• **Collected data entries**
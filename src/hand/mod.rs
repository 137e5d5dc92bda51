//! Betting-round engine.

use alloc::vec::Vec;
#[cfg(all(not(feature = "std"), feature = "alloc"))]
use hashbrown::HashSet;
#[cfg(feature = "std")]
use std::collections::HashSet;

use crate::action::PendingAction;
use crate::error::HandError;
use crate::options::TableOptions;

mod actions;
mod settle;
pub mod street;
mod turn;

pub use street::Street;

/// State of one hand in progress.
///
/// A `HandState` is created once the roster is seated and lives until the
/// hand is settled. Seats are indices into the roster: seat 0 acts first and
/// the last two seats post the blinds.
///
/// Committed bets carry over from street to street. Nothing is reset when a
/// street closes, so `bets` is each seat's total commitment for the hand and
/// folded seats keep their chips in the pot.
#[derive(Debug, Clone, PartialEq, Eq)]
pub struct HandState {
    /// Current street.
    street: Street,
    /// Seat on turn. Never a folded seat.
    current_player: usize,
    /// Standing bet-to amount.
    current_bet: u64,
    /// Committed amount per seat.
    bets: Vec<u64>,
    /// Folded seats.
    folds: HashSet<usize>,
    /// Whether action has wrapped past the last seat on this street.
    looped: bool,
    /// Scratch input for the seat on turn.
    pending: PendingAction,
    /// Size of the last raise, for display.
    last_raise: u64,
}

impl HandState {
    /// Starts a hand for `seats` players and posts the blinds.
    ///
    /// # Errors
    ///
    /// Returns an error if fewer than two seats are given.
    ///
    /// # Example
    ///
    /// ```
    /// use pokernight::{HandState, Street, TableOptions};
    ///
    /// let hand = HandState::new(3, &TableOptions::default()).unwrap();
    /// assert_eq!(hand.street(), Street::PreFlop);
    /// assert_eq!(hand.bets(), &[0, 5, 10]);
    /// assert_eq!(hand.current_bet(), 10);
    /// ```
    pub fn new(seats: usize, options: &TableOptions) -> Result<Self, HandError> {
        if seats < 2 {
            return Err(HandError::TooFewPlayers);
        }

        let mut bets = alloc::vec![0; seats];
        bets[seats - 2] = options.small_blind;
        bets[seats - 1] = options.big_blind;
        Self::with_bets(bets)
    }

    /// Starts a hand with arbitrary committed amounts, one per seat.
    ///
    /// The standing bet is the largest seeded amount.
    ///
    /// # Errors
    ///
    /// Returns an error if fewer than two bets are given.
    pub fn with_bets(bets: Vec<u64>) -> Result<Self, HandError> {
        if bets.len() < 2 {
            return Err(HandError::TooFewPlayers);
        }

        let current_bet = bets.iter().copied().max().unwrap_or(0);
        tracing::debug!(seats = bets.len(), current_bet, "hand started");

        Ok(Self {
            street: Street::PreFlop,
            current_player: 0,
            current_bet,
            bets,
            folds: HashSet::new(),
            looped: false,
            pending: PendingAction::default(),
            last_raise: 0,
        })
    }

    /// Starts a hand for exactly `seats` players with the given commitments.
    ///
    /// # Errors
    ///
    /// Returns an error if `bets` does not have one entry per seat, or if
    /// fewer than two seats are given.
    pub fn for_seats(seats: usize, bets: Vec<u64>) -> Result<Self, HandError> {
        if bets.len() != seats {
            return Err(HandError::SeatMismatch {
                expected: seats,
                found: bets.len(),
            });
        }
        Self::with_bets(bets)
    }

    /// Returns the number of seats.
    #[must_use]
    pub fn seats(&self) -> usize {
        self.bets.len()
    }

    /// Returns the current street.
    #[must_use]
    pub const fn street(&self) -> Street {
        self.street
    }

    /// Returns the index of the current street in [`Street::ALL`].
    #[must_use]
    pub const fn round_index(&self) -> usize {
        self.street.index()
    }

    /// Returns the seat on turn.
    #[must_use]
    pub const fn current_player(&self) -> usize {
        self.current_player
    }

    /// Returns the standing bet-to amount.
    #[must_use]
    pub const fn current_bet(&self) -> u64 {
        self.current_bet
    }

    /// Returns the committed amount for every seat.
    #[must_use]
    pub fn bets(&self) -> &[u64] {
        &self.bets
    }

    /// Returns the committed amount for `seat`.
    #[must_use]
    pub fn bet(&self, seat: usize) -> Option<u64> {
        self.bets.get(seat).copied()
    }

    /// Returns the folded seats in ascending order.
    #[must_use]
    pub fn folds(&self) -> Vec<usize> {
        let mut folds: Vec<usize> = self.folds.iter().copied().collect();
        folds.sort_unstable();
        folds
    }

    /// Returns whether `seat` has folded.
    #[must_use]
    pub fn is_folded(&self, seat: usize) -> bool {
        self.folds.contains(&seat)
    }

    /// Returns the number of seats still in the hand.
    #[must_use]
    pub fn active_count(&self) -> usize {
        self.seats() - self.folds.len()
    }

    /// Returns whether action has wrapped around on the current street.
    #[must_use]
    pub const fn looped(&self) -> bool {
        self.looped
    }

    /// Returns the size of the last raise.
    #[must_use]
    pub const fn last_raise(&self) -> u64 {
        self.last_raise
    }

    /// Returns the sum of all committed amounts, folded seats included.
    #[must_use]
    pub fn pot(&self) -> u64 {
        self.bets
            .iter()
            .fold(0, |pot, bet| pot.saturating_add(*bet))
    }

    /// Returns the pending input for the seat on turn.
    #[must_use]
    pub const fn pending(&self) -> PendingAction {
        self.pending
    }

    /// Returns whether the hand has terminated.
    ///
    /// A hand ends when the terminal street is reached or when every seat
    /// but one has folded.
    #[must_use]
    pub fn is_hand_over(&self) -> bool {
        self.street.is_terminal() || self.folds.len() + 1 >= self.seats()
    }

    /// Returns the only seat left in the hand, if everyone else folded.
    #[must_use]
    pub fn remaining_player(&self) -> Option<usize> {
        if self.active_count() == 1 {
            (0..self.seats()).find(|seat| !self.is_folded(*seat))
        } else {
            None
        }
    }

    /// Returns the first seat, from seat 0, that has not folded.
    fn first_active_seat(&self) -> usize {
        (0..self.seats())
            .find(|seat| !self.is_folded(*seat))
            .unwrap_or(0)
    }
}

• **ASSIGNMENT**
Which lines in the records above contain the string "HashSet"? Copy them.

• **SOLUTION**
use hashbrown::HashSet;
use std::collections::HashSet;
    folds: HashSet<usize>,
            folds: HashSet::new(),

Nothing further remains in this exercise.